A Soulworker does not offer advice, nor "do things" to people. Instead, a Soulworker helps each person to explore his or her choices, and to choose each "next step". A Soulworker does not lead, nor follow, but engages in an unusual communication that may be called a "Soul-to-Soul" relationship, which starts even before the other person experiences Soul. A Soulworker's task is to help each person find their choices, and explore the consequences of those choices, so that a person may find ways to get whatever they want.
What is Soulwork?
Soulwork is many things. Soulwork is the skills used and time taken to coach people build integrity. Soulwork is encouraging people to achieve fulfilling goals. Soulwork is helping people to define and create appropriate relationships. Soulwork is facilitating the identification and resolution of emotional experiences. Soulwork is helping people find inner motivation to plan and achieve their goals. Soulwork begins and ends with an experience of connectedness and integration. Integrated people can become their own teachers, guides, witnesses, mentors and therapists. Soulwork nourishes a person's inmost core. Soulwork is a re-evaluation of relationships - with oneself, with family, with friends and with the world. Soulwork is a way to express Love.
Acknowledgements
Soul Centred Changework originated with my study of Hawaiian "kahuna" healers, particularly Papa Henry of Hilo and Auntie Margaret Machado of Kealakekua. Janelle Doan (Professional Angel, Canada) taught me about pragmatic integrity and Soulful Relationships, and Annegret Hallanzy (Family Therapist, Germany) taught me that anything is possible and that fulfilment is real.

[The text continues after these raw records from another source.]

//! Run configuration for the simulation engine.

use serde::{Deserialize, Serialize};

/// Settings of one simulation run.
#[derive(Debug, Clone, PartialEq, Serialize, Deserialize)]
pub struct SimulationConfig {
    /// Deterministic seed for reproducible runs
    pub deterministic_seed: Option<u64>,
    /// Upper bound on delivered events
    pub max_events: u64,
    /// Simulated time at which the run stops
    pub horizon: f64,
    /// Check invariants after every event
    pub check_invariants: bool,
}

impl Default for SimulationConfig {
    fn default() -> Self {
        Self {
            deterministic_seed: None,
            max_events: 10_000_000,
            horizon: 10_000.0,
            check_invariants: false,
        }
    }
}

impl SimulationConfig {
    /// Creates a configuration for deterministic testing.
    pub fn deterministic_testing() -> Self {
        Self {
            deterministic_seed: Some(42),
            max_events: 1_000_000,
            horizon: 1_000.0,
            check_invariants: true,
        }
    }

    pub fn with_seed(mut self, seed: u64) -> Self {
        self.deterministic_seed = Some(seed);
        self
    }

    pub fn with_horizon(mut self, horizon: f64) -> Self {
        self.horizon = horizon;
        self
    }

    /// Loads defaults and applies environment variable overrides.
    ///
    /// Reads `QNET_SEED`, `QNET_MAX_EVENTS`, `QNET_HORIZON` and
    /// `QNET_CHECK_INVARIANTS`; unparsable values are ignored.
    pub fn from_env() -> Self {
        let mut config = Self::default();

        if let Ok(seed) = std::env::var("QNET_SEED") {
            if let Ok(seed_value) = seed.parse::<u64>() {
                config.deterministic_seed = Some(seed_value);
            }
        }

        if let Ok(max_events) = std::env::var("QNET_MAX_EVENTS") {
            if let Ok(count) = max_events.parse::<u64>() {
                config.max_events = count;
            }
        }

        if let Ok(horizon) = std::env::var("QNET_HORIZON") {
            if let Ok(value) = horizon.parse::<f64>() {
                if value.is_finite() && value >= 0.0 {
                    config.horizon = value;
                }
            }
        }

        if let Ok(check) = std::env::var("QNET_CHECK_INVARIANTS") {
            config.check_invariants = check.parse().unwrap_or(false);
        }

        config
    }
}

Although I have used and taught Soulwork in many countries, the majority of recent breakthroughs occurred in Poland. While many people have contributed, I am grateful beyond words to Kasia Jaskiewicz (Health Consultant, Warsaw) and Marylla Biernacik (Business Consultant, Warsaw) for their seemingly endless wisdom, encouragement and assistance, and for the occasional kicks in the pants. Also, I thank Jennifer Wilby for her patience in editing this article.

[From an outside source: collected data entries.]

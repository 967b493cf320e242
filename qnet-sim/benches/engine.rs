use std::hint::black_box;

use criterion::{Criterion, criterion_group, criterion_main};
use qnet_sim::{Scenario, SimulationConfig, simulate};

fn bench_scenario(c: &mut Criterion, scenario: Scenario, horizon: f64) {
    let config = SimulationConfig {
        check_invariants: false,
        ..SimulationConfig::deterministic_testing()
    }
    .with_horizon(horizon);
    c.bench_function(&format!("simulate_{}", scenario.name()), |b| {
        b.iter(|| {
            let network = scenario.build().unwrap();
            black_box(simulate(network, config.clone()).unwrap())
        });
    });
}

fn bench_mm1(c: &mut Criterion) {
    bench_scenario(c, Scenario::Mm1, 1_000.0);
}

fn bench_fork_join(c: &mut Criterion) {
    bench_scenario(c, Scenario::ForkJoin, 1_000.0);
}

fn bench_petri(c: &mut Criterion) {
    bench_scenario(c, Scenario::PetriProducerConsumer, 1_000.0);
}

criterion_group!(benches, bench_mm1, bench_fork_join, bench_petri);
criterion_main!(benches);
//! Run reports.

use std::collections::BTreeMap;
use std::fmt::Write as _;

use qnet_core::{ClassId, ClassKind, Measure, Network, Time};
use serde::Serialize;

use crate::invariants::InvariantViolation;
use crate::metrics::MetricsCollector;

/// Counters and averages of one class at one station.
#[derive(Debug, Clone, Serialize)]
pub struct StationClassReport {
    pub class: String,
    pub arrivals: u64,
    pub departures: u64,
    pub dropped: u64,
    pub balked: u64,
    pub reneged: u64,
    pub retrials: u64,
    /// Time-averaged number of jobs at the station.
    pub mean_population: f64,
    /// Departures per unit time.
    pub throughput: f64,
    pub mean_sojourn: Option<f64>,
}

#[derive(Debug, Clone, Serialize)]
pub struct StationReport {
    pub name: String,
    pub kind: &'static str,
    /// Time-averaged busy fraction of the server pool.
    pub utilization: f64,
    pub mean_residence: f64,
    pub classes: Vec<StationClassReport>,
}

#[derive(Debug, Clone, Serialize)]
pub struct ClassReport {
    pub name: String,
    pub closed: bool,
    /// Time-averaged number of jobs of the class in the network.
    pub mean_population: f64,
    /// Sink response time for open classes, cycle time for closed ones.
    pub mean_response: Option<f64>,
    pub completed: u64,
    pub dropped: u64,
}

/// One recorded series.
#[derive(Debug, Clone, Serialize)]
pub struct MeasureReport {
    pub measure: &'static str,
    pub station: Option<String>,
    pub class: Option<String>,
    pub count: u64,
    pub mean: Option<f64>,
    pub min: f64,
    pub max: f64,
}

/// Result of a simulation run.
#[derive(Debug, Clone, Serialize)]
pub struct SimulationReport {
    /// Seed used for reproduction
    pub seed: u64,
    pub horizon: Time,
    /// Simulated time the averages are taken over
    pub end_time: Time,
    /// Total events processed
    pub event_count: u64,
    pub events_by_type: BTreeMap<String, u64>,
    pub cancelled_events: u64,
    /// Jobs alive when the run stopped
    pub jobs_in_system: usize,
    pub stations: Vec<StationReport>,
    pub classes: Vec<ClassReport>,
    pub measures: Vec<MeasureReport>,
    pub warnings_emitted: usize,
    pub warnings_suppressed: u64,
    pub invariant_violations: Vec<InvariantViolation>,
    /// Whether the run completed without invariant violations
    pub success: bool,
}

/// Engine-side figures that go into a report.
#[derive(Debug, Clone, Default)]
pub(crate) struct RunTotals {
    pub seed: u64,
    pub horizon: Time,
    pub end_time: Time,
    pub event_count: u64,
    pub events_by_type: BTreeMap<String, u64>,
    pub cancelled_events: u64,
}

impl SimulationReport {
    pub(crate) fn collect(
        network: &Network,
        metrics: &MetricsCollector,
        totals: RunTotals,
        violations: Vec<InvariantViolation>,
    ) -> Self {
        let end = totals.end_time;
        let topology = network.topology();
        let classes = network.classes();
        let class_name = |class: ClassId| classes.get(class).name.clone();

        let stations = topology
            .nodes()
            .map(|node| {
                let registry = network.registry().node(node);
                let per_class = classes
                    .ids()
                    .map(|class| {
                        let counters = registry.counters(class);
                        StationClassReport {
                            class: class_name(class),
                            arrivals: counters.arrivals,
                            departures: counters.departures,
                            dropped: counters.dropped,
                            balked: counters.balked,
                            reneged: counters.reneged,
                            retrials: counters.retrials,
                            mean_population: registry.mean_population(class, end),
                            throughput: if end > 0.0 {
                                counters.departures as f64 / end
                            } else {
                                0.0
                            },
                            mean_sojourn: registry.mean_sojourn(class),
                        }
                    })
                    .collect();
                StationReport {
                    name: topology.name(node).to_string(),
                    kind: topology.kind(node).as_str(),
                    utilization: network.loads().mean_utilization(node, end),
                    mean_residence: network.loads().mean_residence(node),
                    classes: per_class,
                }
            })
            .collect();

        let system = network.registry().network();
        let class_reports = classes
            .iter()
            .map(|(class, info)| {
                let counters = system.counters(class);
                ClassReport {
                    name: info.name.clone(),
                    closed: info.kind == ClassKind::Closed,
                    mean_population: system.mean_population(class, end),
                    mean_response: metrics.pooled_mean(Measure::SystemResponseTime, Some(class)),
                    completed: counters.departures,
                    dropped: counters.dropped,
                }
            })
            .collect();

        let measures = metrics
            .series()
            .map(|((measure, node, class), acc)| MeasureReport {
                measure: measure.as_str(),
                station: node.map(|n| topology.name(n).to_string()),
                class: class.map(class_name),
                count: acc.count,
                mean: acc.mean(),
                min: acc.min,
                max: acc.max,
            })
            .collect();

        Self {
            seed: totals.seed,
            horizon: totals.horizon,
            end_time: end,
            event_count: totals.event_count,
            events_by_type: totals.events_by_type,
            cancelled_events: totals.cancelled_events,
            jobs_in_system: network.jobs().len(),
            stations,
            classes: class_reports,
            measures,
            warnings_emitted: network.warnings().distinct(),
            warnings_suppressed: network.warnings().suppressed(),
            success: violations.is_empty(),
            invariant_violations: violations,
        }
    }

    pub fn station(&self, name: &str) -> Option<&StationReport> {
        self.stations.iter().find(|s| s.name == name)
    }

    pub fn class(&self, name: &str) -> Option<&ClassReport> {
        self.classes.iter().find(|c| c.name == name)
    }

    /// Serializes the report as pretty-printed JSON.
    ///
    /// # Errors
    ///
    /// - `serde_json::Error` - If serialization fails
    pub fn to_json(&self) -> Result<String, serde_json::Error> {
        serde_json::to_string_pretty(self)
    }

    /// Generates human-readable summary.
    pub fn summary(&self) -> String {
        let mut summary = String::new();
        let _ = writeln!(summary, "Simulation Report (seed: {})", self.seed);
        let _ = writeln!(summary, "Simulated time: {:.3} (horizon {:.3})", self.end_time, self.horizon);
        let _ = writeln!(summary, "Events processed: {}", self.event_count);
        let _ = writeln!(summary, "Jobs in system: {}", self.jobs_in_system);
        let _ = writeln!(summary, "Success: {}", self.success);

        summary.push_str("\nClasses:\n");
        for class in &self.classes {
            let response = class
                .mean_response
                .map_or_else(|| "-".to_string(), |r| format!("{r:.4}"));
            let _ = writeln!(
                summary,
                "  {:<16} N={:.4} R={} completed={} dropped={}",
                class.name, class.mean_population, response, class.completed, class.dropped
            );
        }

        summary.push_str("\nStations:\n");
        for station in &self.stations {
            let _ = writeln!(
                summary,
                "  {:<16} {:<12} U={:.4} residence={:.4}",
                station.name, station.kind, station.utilization, station.mean_residence
            );
            for class in station.classes.iter().filter(|c| c.arrivals > 0) {
                let _ = writeln!(
                    summary,
                    "    {:<14} N={:.4} X={:.4} in={} out={} dropped={}",
                    class.class,
                    class.mean_population,
                    class.throughput,
                    class.arrivals,
                    class.departures,
                    class.dropped
                );
            }
        }

        summary.push_str("\nEvent breakdown:\n");
        for (event_type, count) in &self.events_by_type {
            let _ = writeln!(summary, "  {event_type}: {count}");
        }

        if self.warnings_emitted > 0 {
            let _ = writeln!(
                summary,
                "\nWarnings: {} distinct, {} suppressed",
                self.warnings_emitted, self.warnings_suppressed
            );
        }

        if !self.invariant_violations.is_empty() {
            summary.push_str("\nInvariant violations:\n");
            for violation in &self.invariant_violations {
                let _ = writeln!(summary, "  - {violation}");
            }
        }

        summary
    }
}
//! Station sections and the capability traits they implement.
//!
//! A station is an input section that admits jobs, a service section that
//! holds them for some time, and an output section that routes them on.
//! Concrete sections are composed per station kind; the enums below give
//! the network a closed set to dispatch over.

mod cache;
mod fork;
mod join;
mod passthrough;
mod put;
mod queue;
mod router;
mod server;
mod ps;
mod sink;
mod source;

#[cfg(test)]
pub(crate) mod testing;

pub use cache::{CacheConfig, CachePolicy, CacheServer, CacheStore, MoveSemantics};
pub use fork::{ForkConfig, ForkOutput, ForkStrategy};
pub use join::{JoinInput, JoinStrategy};
pub use passthrough::{ClassSwitcher, DelayServer, Tunnel};
pub use ps::{PsConfig, PsPolicy, PsServer, PsType, allocate_rates};
pub use put::PutStrategy;
pub use queue::{Balking, DropRule, QueueConfig, QueueInput};
pub use router::Router;
pub use server::{SchedulingPolicy, Server, ServerConfig, ServerType, UnitState};
pub use sink::SinkInput;
pub use source::SourceInput;

use crate::context::Kernel;
use crate::error::{KernelError, Result};
use crate::event::{Handled, Message, SectionKind};
use crate::job::{ClassId, JobId};
use crate::petri::{Enabling, Firing, Linkage, Storage, Timing};
use crate::Time;

/// Input capability: admission control.
pub trait Admits {
    fn handle(&mut self, kernel: &mut Kernel<'_>, message: &Message) -> Result<Handled>;

    /// Jobs admitted and not yet departed.
    fn resident(&self) -> usize {
        0
    }

    /// Finite admission limit, if any.
    fn capacity(&self) -> Option<usize> {
        None
    }
}

/// Service capability: holding jobs for their service time.
pub trait Serves {
    fn handle(&mut self, kernel: &mut Kernel<'_>, message: &Message) -> Result<Handled>;

    /// Server units currently held by jobs.
    fn busy_units(&self) -> f64 {
        0.0
    }

    /// Size of the server pool, `None` for unbounded sections.
    fn total_units(&self) -> Option<f64> {
        None
    }
}

/// Output capability: choosing where jobs go next.
pub trait Routes {
    fn handle(&mut self, kernel: &mut Kernel<'_>, message: &Message) -> Result<Handled>;

    /// Jobs handed downstream and awaiting acknowledgement.
    fn pending(&self) -> usize {
        0
    }
}

pub enum InputSection {
    Source(SourceInput),
    Sink(SinkInput),
    Queue(QueueInput),
    Join(JoinInput),
    Storage(Storage),
    Enabling(Enabling),
}

impl InputSection {
    fn as_admits(&mut self) -> &mut dyn Admits {
        match self {
            InputSection::Source(s) => s,
            InputSection::Sink(s) => s,
            InputSection::Queue(s) => s,
            InputSection::Join(s) => s,
            InputSection::Storage(s) => s,
            InputSection::Enabling(s) => s,
        }
    }

    /// Mirrors a class switch of a resident job in the section's registry.
    fn switch_class(&mut self, job: JobId, to: ClassId, now: Time) -> Result<()> {
        match self {
            InputSection::Queue(queue) => queue.switch_class(job, to, now),
            InputSection::Source(_)
            | InputSection::Sink(_)
            | InputSection::Join(_)
            | InputSection::Storage(_)
            | InputSection::Enabling(_) => Ok(()),
        }
    }

    pub fn admits(&self) -> &dyn Admits {
        match self {
            InputSection::Source(s) => s,
            InputSection::Sink(s) => s,
            InputSection::Queue(s) => s,
            InputSection::Join(s) => s,
            InputSection::Storage(s) => s,
            InputSection::Enabling(s) => s,
        }
    }
}

pub enum ServiceSection {
    Tunnel(Tunnel),
    Server(Server),
    ProcessorSharing(PsServer),
    Delay(DelayServer),
    ClassSwitch(ClassSwitcher),
    Cache(CacheServer),
    Timing(Timing),
}

impl ServiceSection {
    fn as_serves(&mut self) -> &mut dyn Serves {
        match self {
            ServiceSection::Tunnel(s) => s,
            ServiceSection::Server(s) => s,
            ServiceSection::ProcessorSharing(s) => s,
            ServiceSection::Delay(s) => s,
            ServiceSection::ClassSwitch(s) => s,
            ServiceSection::Cache(s) => s,
            ServiceSection::Timing(s) => s,
        }
    }

    pub fn serves(&self) -> &dyn Serves {
        match self {
            ServiceSection::Tunnel(s) => s,
            ServiceSection::Server(s) => s,
            ServiceSection::ProcessorSharing(s) => s,
            ServiceSection::Delay(s) => s,
            ServiceSection::ClassSwitch(s) => s,
            ServiceSection::Cache(s) => s,
            ServiceSection::Timing(s) => s,
        }
    }
}

pub enum OutputSection {
    Router(Router),
    Fork(ForkOutput),
    Linkage(Linkage),
    Firing(Firing),
}

impl OutputSection {
    fn as_routes(&mut self) -> &mut dyn Routes {
        match self {
            OutputSection::Router(s) => s,
            OutputSection::Fork(s) => s,
            OutputSection::Linkage(s) => s,
            OutputSection::Firing(s) => s,
        }
    }

    pub fn routes(&self) -> &dyn Routes {
        match self {
            OutputSection::Router(s) => s,
            OutputSection::Fork(s) => s,
            OutputSection::Linkage(s) => s,
            OutputSection::Firing(s) => s,
        }
    }
}

/// A station: three sections behind one address.
pub struct Node {
    pub input: InputSection,
    pub service: ServiceSection,
    pub output: OutputSection,
}

impl Node {
    /// Delivers a message to the addressed section.
    ///
    /// # Errors
    ///
    /// - `KernelError::UnhandledEvent` - If the section does not consume the event
    /// - Any error raised by the section itself
    pub fn handle(&mut self, kernel: &mut Kernel<'_>, message: &Message) -> Result<()> {
        let section = message.destination.section;
        let handled = match section {
            SectionKind::Input => self.input.as_admits().handle(kernel, message)?,
            SectionKind::Service => self.service.as_serves().handle(kernel, message)?,
            SectionKind::Output => self.output.as_routes().handle(kernel, message)?,
            SectionKind::Kernel => Handled::Consumed,
        };
        for (job, to) in kernel.take_switches() {
            self.input.switch_class(job, to, kernel.now)?;
        }
        match handled {
            Handled::Consumed => Ok(()),
            Handled::NotConsumed => Err(KernelError::UnhandledEvent {
                node: message.destination.node,
                section: section.as_str(),
                event: message.event.as_str(),
            }),
        }
    }
}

Finally, I thank my most demanding and least patient teachers, my clients, who continue to help me develop Soulwork philosophy and to fine-tune Soulwork techniques.
Martyn Carruthers
I was born in Wales. My background is health physics, working at nuclear facilities in Britain and Canada for many years. I also taught physics, so I explored Accelerated Learning, Hypnosis, NLP and Expert Modelling to create techniques for rapid learning. While teaching in Hawaii, I met a native healer who could effectively "heal" mental problems and physical diseases. I returned to Hawaii many times to try to duplicate his healing ability, however, this required that I understand pre-missionary Hawaiian healing in terms of family healing and spiritual evolution. This began with a practical concept of "Soul".